CVE-2026-20253: Analyzing the Splunk Unauth RCE Surface
Hey everyone,
With the news dropping on CVE-2026-20253, I wanted to get a thread going specifically focused on detection. We all know the drill by now: patch immediately. But with a CVSS score of 9.8 and unauthenticated access, this is less of a drill and more of a fire alarm.
The vulnerability affects Splunk Enterprise versions below 10.2.4 and 10.0.7. The core issue is the ability for an unauthenticated actor to create or truncate arbitrary files. In the Splunk ecosystem, that usually equates to dropping a web shell or overwriting a config file to gain persistence.

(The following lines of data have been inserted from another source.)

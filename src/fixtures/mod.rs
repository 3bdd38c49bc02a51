//! Synthetic fixture corpus for the ingestion pipeline
//!
//! Generates deliberately awkward EPUB/PDF/Markdown files so the extraction
//! pipeline's edge cases (footnote styles, ToC variants, OPF metadata quirks)
//! stay covered by a reproducible corpus. Output lands under one directory
//! per format plus a `manifest.json` describing every file.

pub mod epub;
pub mod markdown;
pub mod pdf;

use crate::error::Result;
use serde::{Deserialize, Serialize};
use std::path::{Path, PathBuf};

/// Fixture file format
#[derive(Debug, Clone, Copy, PartialEq, Eq, Serialize, Deserialize)]
#[serde(rename_all = "lowercase")]
pub enum FixtureKind {
    Epub,
    Pdf,
    Markdown,
}

impl FixtureKind {
    /// Subdirectory for this format under the corpus root
    pub fn subdir(&self) -> &'static str {
        match self {
            FixtureKind::Epub => "epub",
            FixtureKind::Pdf => "pdf",
            FixtureKind::Markdown => "markdown",
        }
    }
}

impl std::fmt::Display for FixtureKind {
    fn fmt(&self, f: &mut std::fmt::Formatter<'_>) -> std::fmt::Result {
        match self {
            FixtureKind::Epub => write!(f, "epub"),
            FixtureKind::Pdf => write!(f, "pdf"),
            FixtureKind::Markdown => write!(f, "markdown"),
        }
    }
}

/// One entry in the fixture catalog
pub struct Fixture {
    pub name: &'static str,
    pub kind: FixtureKind,
    pub description: &'static str,
    writer: fn(&Path) -> Result<PathBuf>,
}

impl Fixture {
    pub(crate) fn new(
        name: &'static str,
        kind: FixtureKind,
        description: &'static str,
        writer: fn(&Path) -> Result<PathBuf>,
    ) -> Self {
        Self {
            name,
            kind,
            description,
            writer,
        }
    }

    /// Write this fixture under the corpus root, returning the file path
    pub fn write(&self, root: &Path) -> Result<PathBuf> {
        let dir = root.join(self.kind.subdir());
        std::fs::create_dir_all(&dir)?;
        (self.writer)(&dir)
    }
}

/// Manifest record describing a generated file
#[derive(Debug, Clone, Serialize, Deserialize)]
pub struct ManifestEntry {
    pub name: String,
    pub kind: FixtureKind,
    /// Path relative to the corpus root
    pub path: String,
    pub description: String,
}

impl ManifestEntry {
    pub fn from_fixture(fixture: &Fixture, path: &Path) -> Self {
        let file_name = path
            .file_name()
            .map(|n| n.to_string_lossy().into_owned())
            .unwrap_or_default();
        Self {
            name: fixture.name.to_string(),
            kind: fixture.kind,
            path: format!("{}/{}", fixture.kind.subdir(), file_name),
            description: fixture.description.to_string(),
        }
    }
}

/// The full fixture catalog, filtered to the requested formats
pub fn catalog(kinds: &[FixtureKind]) -> Vec<Fixture> {
    let mut fixtures = Vec::new();
    if kinds.contains(&FixtureKind::Epub) {
        fixtures.extend(epub::catalog());
    }
    if kinds.contains(&FixtureKind::Pdf) {
        fixtures.extend(pdf::catalog());
    }
    if kinds.contains(&FixtureKind::Markdown) {
        fixtures.extend(markdown::catalog());
    }
    fixtures
}

/// Write `manifest.json` at the corpus root
pub fn write_manifest(root: &Path, entries: &[ManifestEntry]) -> Result<PathBuf> {
    let path = root.join("manifest.json");
    let json = serde_json::to_string_pretty(entries)?;
    std::fs::write(&path, json)?;
    Ok(path)
}

#[cfg(test)]
mod tests {
    use super::*;
    use tempfile::TempDir;

    #[test]
    fn test_catalog_filtering() {
        let all = catalog(&[FixtureKind::Epub, FixtureKind::Pdf, FixtureKind::Markdown]);
        let md_only = catalog(&[FixtureKind::Markdown]);

        assert!(all.len() > md_only.len());
        assert!(md_only.iter().all(|f| f.kind == FixtureKind::Markdown));
    }

    #[test]
    fn test_fixture_names_unique() {
        let all = catalog(&[FixtureKind::Epub, FixtureKind::Pdf, FixtureKind::Markdown]);
        let mut names: Vec<_> = all.iter().map(|f| f.name).collect();
        names.sort_unstable();
        names.dedup();
        assert_eq!(names.len(), all.len());
    }

    #[test]
    fn test_manifest_round_trip() {
        let tmp = TempDir::new().unwrap();
        let fixtures = catalog(&[FixtureKind::Markdown]);

        let mut entries = Vec::new();
        for fixture in &fixtures {
            let path = fixture.write(tmp.path()).unwrap();
            assert!(path.exists());
            entries.push(ManifestEntry::from_fixture(fixture, &path));
        }

        let manifest = write_manifest(tmp.path(), &entries).unwrap();
        let loaded: Vec<ManifestEntry> =
            serde_json::from_str(&std::fs::read_to_string(manifest).unwrap()).unwrap();

        assert_eq!(loaded.len(), fixtures.len());
        for entry in &loaded {
            assert!(tmp.path().join(&entry.path).exists());
        }
    }
}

If you haven't patched yet, you need to be hunting for signs of compromise. I'm currently running this search against our _internal index to look for anomalous file write attempts or weird endpoint access:
spl index=_internal sourcetype=splunkd_access (method=POST OR method=PUT) | rex field=uri_path "(?[^/]+)$" | stats count by endpoint, clientip, status
| where count > 50 AND status >= 200 AND status <= 299
Keep an eye on your splunkd.log for any "FilePath" errors that might indicate someone is testing the boundaries of the file write capability.
Given that it's June 2026 and the patch cycle is already packed, how are you prioritizing this specific fix against the Microsoft Patch Tuesday releases?
Good call on the hunt. We are actually seeing some scanning activity on port 8000 already. I added a correlation rule for high-frequency 404s from the same IP against the Splunk management port, as actors often fuzz the endpoints before finding the RCE trigger.
spl index=_internal sourcetype=splunkd_access status=404 | stats count by clientip
| where count > 10
The patch process for 10.2.4 broke our custom Python apps on the Search Head. We had to roll back to 10.2.3 and rely on network segmentation to block access to the management port from the WAN. Definitely test in a non-prod environment first if you have heavy customizations.
If you can't patch immediately, check your web.conf settings. Enforcing strict SSL and ensuring mgmtHostPort isn't exposed to 0.0.0.0 is a temporary mitigation. Since this is unauthenticated, exposing the management interface to the internet is game over.